■ Description of the task
Your task is to copy the stretch of lines in the records below that begins with the line containing "repository 35e89d18c557bcb3" and ends with the line containing "inverted index, numeric", exactly as written, with nothing added.

■ Supplied information
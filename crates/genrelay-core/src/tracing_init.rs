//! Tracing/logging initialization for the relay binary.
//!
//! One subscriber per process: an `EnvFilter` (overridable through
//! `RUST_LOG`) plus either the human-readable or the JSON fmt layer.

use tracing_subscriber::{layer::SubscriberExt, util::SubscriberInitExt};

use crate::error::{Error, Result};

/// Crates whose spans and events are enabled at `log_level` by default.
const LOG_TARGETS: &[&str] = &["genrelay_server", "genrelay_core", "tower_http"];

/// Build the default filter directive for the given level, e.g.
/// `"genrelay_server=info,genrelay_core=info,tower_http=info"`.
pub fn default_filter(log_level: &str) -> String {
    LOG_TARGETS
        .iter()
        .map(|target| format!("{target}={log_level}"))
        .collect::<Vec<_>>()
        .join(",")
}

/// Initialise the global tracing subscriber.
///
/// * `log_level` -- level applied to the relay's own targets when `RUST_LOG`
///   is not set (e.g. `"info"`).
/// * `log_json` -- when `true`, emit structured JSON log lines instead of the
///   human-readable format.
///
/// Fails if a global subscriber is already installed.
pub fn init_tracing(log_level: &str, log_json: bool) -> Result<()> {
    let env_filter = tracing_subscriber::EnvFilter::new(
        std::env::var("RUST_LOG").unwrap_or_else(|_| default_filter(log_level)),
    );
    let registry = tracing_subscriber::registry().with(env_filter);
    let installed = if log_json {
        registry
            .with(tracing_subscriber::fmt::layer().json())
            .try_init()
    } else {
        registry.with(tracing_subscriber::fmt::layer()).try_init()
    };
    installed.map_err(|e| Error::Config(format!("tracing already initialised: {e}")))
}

* * *

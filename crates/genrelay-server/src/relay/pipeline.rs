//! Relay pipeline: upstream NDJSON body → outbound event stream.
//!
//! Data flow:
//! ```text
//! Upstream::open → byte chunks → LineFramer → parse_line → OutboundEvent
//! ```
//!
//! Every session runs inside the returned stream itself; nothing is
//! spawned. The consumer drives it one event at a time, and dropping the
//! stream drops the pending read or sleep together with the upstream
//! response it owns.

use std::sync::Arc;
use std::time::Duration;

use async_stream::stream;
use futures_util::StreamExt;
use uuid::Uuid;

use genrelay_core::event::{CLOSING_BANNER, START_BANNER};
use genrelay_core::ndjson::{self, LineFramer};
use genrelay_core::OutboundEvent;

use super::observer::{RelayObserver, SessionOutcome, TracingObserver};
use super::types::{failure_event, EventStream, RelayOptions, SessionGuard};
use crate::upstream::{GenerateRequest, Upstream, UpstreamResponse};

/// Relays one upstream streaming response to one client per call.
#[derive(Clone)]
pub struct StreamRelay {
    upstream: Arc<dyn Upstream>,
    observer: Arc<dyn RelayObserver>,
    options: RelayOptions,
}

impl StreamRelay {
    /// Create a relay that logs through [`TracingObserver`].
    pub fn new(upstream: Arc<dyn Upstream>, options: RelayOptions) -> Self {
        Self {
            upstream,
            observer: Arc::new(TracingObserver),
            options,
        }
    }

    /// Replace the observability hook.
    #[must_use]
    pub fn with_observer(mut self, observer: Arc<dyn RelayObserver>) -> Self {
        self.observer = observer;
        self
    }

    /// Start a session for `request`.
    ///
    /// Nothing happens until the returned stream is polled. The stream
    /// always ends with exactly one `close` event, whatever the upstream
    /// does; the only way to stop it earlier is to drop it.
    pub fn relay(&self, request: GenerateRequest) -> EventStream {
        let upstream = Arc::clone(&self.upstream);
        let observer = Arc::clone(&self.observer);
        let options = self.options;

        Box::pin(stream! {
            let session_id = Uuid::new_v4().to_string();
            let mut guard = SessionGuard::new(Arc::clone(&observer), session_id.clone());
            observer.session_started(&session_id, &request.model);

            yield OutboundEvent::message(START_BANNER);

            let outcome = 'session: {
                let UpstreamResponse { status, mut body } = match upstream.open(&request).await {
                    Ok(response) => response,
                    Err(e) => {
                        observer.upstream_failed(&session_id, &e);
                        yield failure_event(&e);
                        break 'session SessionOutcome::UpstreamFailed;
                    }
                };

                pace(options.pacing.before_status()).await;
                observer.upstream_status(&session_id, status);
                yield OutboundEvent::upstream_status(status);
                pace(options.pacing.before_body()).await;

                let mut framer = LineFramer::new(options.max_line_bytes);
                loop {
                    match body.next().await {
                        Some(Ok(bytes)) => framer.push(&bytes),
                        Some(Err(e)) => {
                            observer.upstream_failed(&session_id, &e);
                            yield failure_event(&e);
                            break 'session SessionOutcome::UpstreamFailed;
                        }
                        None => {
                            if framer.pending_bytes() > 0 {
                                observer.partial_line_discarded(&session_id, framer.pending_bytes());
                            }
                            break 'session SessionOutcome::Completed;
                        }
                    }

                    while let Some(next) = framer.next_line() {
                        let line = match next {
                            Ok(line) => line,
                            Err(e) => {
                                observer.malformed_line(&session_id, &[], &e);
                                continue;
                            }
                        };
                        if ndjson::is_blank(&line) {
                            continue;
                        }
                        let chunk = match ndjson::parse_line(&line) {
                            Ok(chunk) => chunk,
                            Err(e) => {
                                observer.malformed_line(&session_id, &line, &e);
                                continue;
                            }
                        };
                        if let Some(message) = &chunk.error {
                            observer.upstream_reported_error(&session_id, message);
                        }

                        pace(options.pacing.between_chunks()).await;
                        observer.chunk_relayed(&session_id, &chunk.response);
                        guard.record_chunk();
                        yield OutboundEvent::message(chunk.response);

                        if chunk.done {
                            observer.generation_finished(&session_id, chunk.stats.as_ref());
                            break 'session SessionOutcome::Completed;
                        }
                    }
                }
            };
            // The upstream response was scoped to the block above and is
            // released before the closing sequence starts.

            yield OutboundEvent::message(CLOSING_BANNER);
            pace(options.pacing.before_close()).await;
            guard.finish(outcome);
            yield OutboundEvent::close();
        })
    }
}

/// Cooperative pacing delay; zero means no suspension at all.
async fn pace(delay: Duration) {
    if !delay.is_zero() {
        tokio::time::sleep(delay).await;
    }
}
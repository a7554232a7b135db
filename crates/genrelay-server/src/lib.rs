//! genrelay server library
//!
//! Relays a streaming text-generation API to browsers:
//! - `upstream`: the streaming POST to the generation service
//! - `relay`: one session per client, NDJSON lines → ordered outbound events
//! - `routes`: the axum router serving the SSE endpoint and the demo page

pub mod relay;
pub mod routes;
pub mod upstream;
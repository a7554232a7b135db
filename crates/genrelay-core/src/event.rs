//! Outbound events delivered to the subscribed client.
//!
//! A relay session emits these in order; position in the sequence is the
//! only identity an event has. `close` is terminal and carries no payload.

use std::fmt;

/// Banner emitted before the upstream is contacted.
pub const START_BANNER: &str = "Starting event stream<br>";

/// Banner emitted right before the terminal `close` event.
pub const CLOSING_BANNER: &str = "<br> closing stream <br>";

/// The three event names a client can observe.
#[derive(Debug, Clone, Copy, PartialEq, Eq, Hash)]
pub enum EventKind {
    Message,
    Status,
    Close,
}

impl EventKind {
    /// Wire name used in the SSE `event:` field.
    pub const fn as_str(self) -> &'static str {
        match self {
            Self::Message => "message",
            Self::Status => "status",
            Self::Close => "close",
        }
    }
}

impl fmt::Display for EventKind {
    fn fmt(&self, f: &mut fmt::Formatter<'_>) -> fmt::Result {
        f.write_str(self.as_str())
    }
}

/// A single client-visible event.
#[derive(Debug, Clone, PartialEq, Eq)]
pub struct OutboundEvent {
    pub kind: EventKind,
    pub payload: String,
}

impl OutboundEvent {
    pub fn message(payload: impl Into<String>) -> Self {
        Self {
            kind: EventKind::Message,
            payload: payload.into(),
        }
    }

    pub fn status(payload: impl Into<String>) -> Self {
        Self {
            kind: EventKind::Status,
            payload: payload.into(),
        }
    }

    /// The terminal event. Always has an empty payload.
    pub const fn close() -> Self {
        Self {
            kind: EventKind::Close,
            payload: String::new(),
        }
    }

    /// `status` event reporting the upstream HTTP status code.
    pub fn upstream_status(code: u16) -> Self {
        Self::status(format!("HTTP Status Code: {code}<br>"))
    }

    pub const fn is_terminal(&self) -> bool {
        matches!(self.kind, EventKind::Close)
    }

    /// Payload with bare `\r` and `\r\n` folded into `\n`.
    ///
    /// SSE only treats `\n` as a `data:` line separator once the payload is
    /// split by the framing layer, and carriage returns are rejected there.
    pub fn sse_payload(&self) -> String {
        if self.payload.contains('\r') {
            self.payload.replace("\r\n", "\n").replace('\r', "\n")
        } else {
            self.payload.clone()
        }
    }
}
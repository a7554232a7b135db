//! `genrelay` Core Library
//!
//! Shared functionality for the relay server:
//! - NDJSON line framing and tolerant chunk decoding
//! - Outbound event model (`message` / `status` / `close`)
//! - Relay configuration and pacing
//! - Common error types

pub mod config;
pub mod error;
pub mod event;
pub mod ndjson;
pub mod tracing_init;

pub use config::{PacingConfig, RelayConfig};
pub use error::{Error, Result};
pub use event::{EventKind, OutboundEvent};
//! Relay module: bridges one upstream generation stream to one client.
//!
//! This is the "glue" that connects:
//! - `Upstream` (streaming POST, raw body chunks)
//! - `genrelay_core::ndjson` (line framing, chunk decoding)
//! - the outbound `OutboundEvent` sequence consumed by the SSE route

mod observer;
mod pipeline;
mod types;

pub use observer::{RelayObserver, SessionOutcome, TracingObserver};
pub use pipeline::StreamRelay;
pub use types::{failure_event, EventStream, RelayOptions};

---

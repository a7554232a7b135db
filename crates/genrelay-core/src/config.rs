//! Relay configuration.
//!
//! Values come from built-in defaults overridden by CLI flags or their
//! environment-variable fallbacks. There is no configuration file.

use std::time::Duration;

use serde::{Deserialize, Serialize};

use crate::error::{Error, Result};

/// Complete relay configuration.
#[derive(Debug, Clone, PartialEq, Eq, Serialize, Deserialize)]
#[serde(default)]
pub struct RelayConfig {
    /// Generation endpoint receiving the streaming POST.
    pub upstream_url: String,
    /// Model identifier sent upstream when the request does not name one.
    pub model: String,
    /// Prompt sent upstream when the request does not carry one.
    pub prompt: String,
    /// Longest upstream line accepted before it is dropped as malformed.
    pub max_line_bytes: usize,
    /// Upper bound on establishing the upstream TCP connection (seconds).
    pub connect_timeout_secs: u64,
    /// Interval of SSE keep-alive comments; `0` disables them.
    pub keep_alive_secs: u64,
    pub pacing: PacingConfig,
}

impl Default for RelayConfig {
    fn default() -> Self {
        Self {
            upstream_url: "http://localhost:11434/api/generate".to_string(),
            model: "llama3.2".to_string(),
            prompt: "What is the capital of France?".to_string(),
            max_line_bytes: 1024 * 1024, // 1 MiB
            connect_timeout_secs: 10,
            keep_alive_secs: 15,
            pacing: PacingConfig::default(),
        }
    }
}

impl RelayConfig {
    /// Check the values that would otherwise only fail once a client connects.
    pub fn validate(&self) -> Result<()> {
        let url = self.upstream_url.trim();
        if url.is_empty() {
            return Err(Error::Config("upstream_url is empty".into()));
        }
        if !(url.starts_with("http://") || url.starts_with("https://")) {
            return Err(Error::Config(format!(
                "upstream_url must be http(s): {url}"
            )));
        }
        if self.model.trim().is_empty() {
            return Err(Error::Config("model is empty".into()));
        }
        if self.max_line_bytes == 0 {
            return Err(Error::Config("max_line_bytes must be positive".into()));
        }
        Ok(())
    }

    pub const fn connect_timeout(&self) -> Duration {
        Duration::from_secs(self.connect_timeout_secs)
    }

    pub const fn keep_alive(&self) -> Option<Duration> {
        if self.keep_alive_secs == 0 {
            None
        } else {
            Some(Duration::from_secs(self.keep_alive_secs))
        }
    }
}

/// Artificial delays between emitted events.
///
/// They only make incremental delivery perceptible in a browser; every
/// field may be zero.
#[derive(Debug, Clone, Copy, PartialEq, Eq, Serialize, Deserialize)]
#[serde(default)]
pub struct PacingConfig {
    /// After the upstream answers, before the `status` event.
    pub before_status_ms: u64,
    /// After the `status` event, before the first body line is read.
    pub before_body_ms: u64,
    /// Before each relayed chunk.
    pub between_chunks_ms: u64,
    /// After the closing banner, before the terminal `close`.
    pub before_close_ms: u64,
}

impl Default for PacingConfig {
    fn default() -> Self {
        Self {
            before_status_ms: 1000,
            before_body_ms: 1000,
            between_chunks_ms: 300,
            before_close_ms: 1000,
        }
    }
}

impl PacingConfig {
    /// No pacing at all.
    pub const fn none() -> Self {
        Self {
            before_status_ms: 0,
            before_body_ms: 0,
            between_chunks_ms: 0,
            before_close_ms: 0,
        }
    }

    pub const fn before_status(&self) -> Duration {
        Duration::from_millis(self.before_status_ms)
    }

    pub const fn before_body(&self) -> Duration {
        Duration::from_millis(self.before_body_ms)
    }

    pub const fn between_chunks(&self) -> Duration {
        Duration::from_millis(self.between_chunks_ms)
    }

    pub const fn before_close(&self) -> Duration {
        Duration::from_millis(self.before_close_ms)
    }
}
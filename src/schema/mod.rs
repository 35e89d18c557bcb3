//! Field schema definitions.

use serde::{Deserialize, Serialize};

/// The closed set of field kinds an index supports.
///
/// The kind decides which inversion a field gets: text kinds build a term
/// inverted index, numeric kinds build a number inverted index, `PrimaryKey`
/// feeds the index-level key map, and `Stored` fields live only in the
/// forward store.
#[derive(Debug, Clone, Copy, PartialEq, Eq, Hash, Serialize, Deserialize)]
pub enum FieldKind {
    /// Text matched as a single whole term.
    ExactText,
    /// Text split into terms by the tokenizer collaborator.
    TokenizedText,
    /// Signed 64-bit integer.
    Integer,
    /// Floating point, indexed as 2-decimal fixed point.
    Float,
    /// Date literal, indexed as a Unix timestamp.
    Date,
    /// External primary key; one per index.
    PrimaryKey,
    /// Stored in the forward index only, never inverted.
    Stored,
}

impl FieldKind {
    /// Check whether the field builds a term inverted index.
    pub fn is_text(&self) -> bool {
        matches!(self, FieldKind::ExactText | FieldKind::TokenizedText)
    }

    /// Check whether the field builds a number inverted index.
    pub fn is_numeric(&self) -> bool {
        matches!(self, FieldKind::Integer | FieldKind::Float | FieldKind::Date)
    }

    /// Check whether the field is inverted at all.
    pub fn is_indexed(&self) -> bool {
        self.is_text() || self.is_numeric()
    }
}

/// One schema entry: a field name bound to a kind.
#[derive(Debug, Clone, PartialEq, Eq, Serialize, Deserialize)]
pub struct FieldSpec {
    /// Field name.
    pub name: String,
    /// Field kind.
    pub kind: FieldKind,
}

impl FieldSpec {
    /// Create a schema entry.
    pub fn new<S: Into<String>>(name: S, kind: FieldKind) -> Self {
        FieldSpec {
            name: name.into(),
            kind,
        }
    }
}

■ Solution below
repository 35e89d18c557bcb3
//! Field schema definitions.

use serde::{Deserialize, Serialize};

/// The closed set of field kinds an index supports.
///
/// The kind decides which inversion a field gets: text kinds build a term
/// inverted index, numeric kinds build a number inverted index, `PrimaryKey`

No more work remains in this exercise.